» **Exercise directions**
Only lines holding "width" are needed; copy each of them from the data below.

» **Extracted data entries**

#[cfg(test)]
mod tests {
    use super::*;
    use crate::frame::{FrameHandle, PixelFormat};
    use crate::pipeline::pool::FramePool;
    use std::sync::Mutex;
    use std::time::Duration;

    /// Echoes the frame's first byte as a uniform mask value
    struct EchoSegmenter;

    impl Segmenter for EchoSegmenter {
        fn name(&self) -> &str {
            "echo"
        }

        fn segment(
            &mut self,
            frame: &FrameBuffer,
            _gpu_resident: bool,
        ) -> Result<Option<SegmentationMask>, InferenceError> {
            if frame.pixels()[0] == 0 {
                return Err(InferenceError::Segment("blank frame".to_string()));
            }
            let value = frame.pixels()[0] as f32 / 255.0;
            let count = frame.width() as usize * frame.height() as usize;
            Ok(SegmentationMask::from_f32(
                frame.width(),
                frame.height(),
                vec![value; count],
            ))
        }
    }

    struct FailingInit;

    impl Segmenter for FailingInit {
        fn name(&self) -> &str {
            "broken"
        }

        fn initialize(&mut self) -> Result<(), InferenceError> {
            Err(InferenceError::Initialize("model missing".to_string()))
        }

        fn segment(
            &mut self,
            _frame: &FrameBuffer,
            _gpu_resident: bool,
        ) -> Result<Option<SegmentationMask>, InferenceError> {
            Ok(None)
        }
    }

    fn filled_frame(pool: &mut FramePool, value: u8, frame_id: u64) -> PooledFrame {
        let mut frame = pool.try_acquire().unwrap();
        let handle = FrameHandle::new(2, 2, PixelFormat::Rgba32, vec![value; 16]);
        frame.copy_from(&handle, frame_id).unwrap();
        frame
    }

    #[tokio::test]
    async fn test_awaited_submission() {
        let bridge = InferenceBridge::start(EchoSegmenter).await.unwrap();
        let mut pool = FramePool::new(2, 2, PixelFormat::Rgba32, 2);

        let pending = bridge
            .submit_awaited(filled_frame(&mut pool, 255, 42), None)
            .unwrap();
        let result = pending.wait().await.unwrap();

        assert_eq!(result.frame_id(), 42);
        let mask = result.mask().unwrap();
        assert_eq!(mask.frame_id(), 42);
        assert_eq!(bridge.stats().in_flight(), 1);

        result.release();
        assert_eq!(bridge.stats().in_flight(), 0);
        assert_eq!(bridge.stats().completed(), 1);
        // The engine handed the input buffer back
        assert_eq!(pool.borrowed(), 0);
    }

    #[tokio::test]
    async fn test_engine_error_yields_absent_mask() {
        let bridge = InferenceBridge::start(EchoSegmenter).await.unwrap();
        let mut pool = FramePool::new(2, 2, PixelFormat::Rgba32, 1);

        let result = bridge
            .submit_awaited(filled_frame(&mut pool, 0, 1), None)
            .unwrap()
            .wait()
            .await
            .unwrap();

        assert!(result.mask().is_none());
    }

    #[tokio::test]
    async fn test_callback_delivery_and_unregister() {
        let bridge = InferenceBridge::start(EchoSegmenter).await.unwrap();
        let mut pool = FramePool::new(2, 2, PixelFormat::Rgba32, 4);
        let seen = Arc::new(Mutex::new(Vec::new()));

        let sink = Arc::clone(&seen);
        let handle = bridge.register_callback(move |result| {
            sink.lock().unwrap().push(result.frame_id());
        });
        assert!(bridge.has_callback());

        bridge.submit(filled_frame(&mut pool, 200, 1), None).unwrap();
        bridge.submit(filled_frame(&mut pool, 200, 2), None).unwrap();

        let deadline = tokio::time::Instant::now() + Duration::from_secs(2);
        while seen.lock().unwrap().len() < 2 && tokio::time::Instant::now() < deadline {
            tokio::time::sleep(Duration::from_millis(5)).await;
        }
        assert_eq!(*seen.lock().unwrap(), vec![1, 2]);

        handle.unregister();
        assert!(!bridge.has_callback());

        bridge.submit(filled_frame(&mut pool, 200, 3), None).unwrap();
        let deadline = tokio::time::Instant::now() + Duration::from_secs(2);
        while (bridge.stats().completed() < 3 || bridge.stats().in_flight() > 0)
            && tokio::time::Instant::now() < deadline
        {
            tokio::time::sleep(Duration::from_millis(5)).await;
        }
        assert_eq!(seen.lock().unwrap().len(), 2);
        // Undelivered results are released, not leaked
        assert_eq!(bridge.stats().in_flight(), 0);
    }

    #[tokio::test]
    async fn test_failed_initialize() {
        let result = InferenceBridge::start(FailingInit).await;
        assert!(matches!(result, Err(InferenceError::Initialize(_))));
    }

    #[tokio::test]
    async fn test_gpu_context_requires_engine_support() {
        let bridge = InferenceBridge::start(EchoSegmenter).await.unwrap();
        assert!(bridge.acquire_gpu_context().is_none());

        let bridge = InferenceBridge::start(LumaSegmenter::new(0.5, 0.1).with_gpu_sharing(true))
            .await
            .unwrap();
        let ctx = bridge.acquire_gpu_context().unwrap();
        assert_eq!(ctx.engine(), "luma");
        assert_eq!(bridge.stats().gpu_contexts(), 1);
        drop(ctx);
        assert_eq!(bridge.stats().gpu_contexts(), 0);
    }

    #[tokio::test]
    async fn test_submit_after_shutdown() {
        let mut bridge = InferenceBridge::start(EchoSegmenter).await.unwrap();
        let mut pool = FramePool::new(2, 2, PixelFormat::Rgba32, 1);
        bridge.shutdown();

        let err = bridge
            .submit(filled_frame(&mut pool, 1, 1), None)
            .unwrap_err();
        assert_eq!(err, InferenceError::Disconnected);
        assert_eq!(bridge.stats().in_flight(), 0);
    }
}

» **Result for this exercise**
            let count = frame.width() as usize * frame.height() as usize;
                frame.width(),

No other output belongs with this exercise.